▶ [Exercise goal]: Your answer should show every line of the material below that includes "single".

▶ [Material supplied]:

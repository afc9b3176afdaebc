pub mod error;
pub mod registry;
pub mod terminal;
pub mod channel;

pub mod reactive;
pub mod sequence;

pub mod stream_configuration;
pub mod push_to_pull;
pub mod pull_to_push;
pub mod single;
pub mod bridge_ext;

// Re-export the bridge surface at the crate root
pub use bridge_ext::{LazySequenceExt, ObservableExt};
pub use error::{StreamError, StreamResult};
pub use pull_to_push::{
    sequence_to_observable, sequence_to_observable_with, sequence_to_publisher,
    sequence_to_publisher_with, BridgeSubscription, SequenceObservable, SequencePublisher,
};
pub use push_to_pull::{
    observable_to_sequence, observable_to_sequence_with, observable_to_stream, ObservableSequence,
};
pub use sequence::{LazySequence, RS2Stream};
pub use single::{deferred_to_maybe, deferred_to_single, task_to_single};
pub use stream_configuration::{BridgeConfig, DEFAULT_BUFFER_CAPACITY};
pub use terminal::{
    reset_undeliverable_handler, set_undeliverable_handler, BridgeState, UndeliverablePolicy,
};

▶ [Response area]:
pub mod single;
pub use single::{deferred_to_maybe, deferred_to_single, task_to_single};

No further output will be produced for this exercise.